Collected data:
BEGIN

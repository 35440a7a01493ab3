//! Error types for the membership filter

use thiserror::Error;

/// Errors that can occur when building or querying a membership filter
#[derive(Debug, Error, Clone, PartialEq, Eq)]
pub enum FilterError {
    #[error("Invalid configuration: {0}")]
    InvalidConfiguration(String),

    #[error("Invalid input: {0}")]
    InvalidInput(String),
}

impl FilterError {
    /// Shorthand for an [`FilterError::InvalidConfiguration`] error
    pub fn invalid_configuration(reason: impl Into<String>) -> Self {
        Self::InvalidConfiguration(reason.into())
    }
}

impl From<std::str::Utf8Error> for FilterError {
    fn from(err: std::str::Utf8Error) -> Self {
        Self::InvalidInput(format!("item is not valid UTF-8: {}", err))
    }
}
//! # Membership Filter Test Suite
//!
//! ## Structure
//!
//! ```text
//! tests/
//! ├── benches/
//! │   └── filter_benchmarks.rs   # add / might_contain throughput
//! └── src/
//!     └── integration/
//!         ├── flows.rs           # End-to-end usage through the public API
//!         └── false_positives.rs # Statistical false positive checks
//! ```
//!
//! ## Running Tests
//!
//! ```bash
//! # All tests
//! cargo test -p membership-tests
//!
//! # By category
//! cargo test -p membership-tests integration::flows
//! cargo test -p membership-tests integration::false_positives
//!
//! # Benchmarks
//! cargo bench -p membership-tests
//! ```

END

■ WHAT IS BEING ASKED
Each line above that carries the string "cargo" has to be returned.

■ TASK ANSWER
//! cargo test -p membership-tests
//! cargo test -p membership-tests integration::flows
//! cargo test -p membership-tests integration::false_positives
//! cargo bench -p membership-tests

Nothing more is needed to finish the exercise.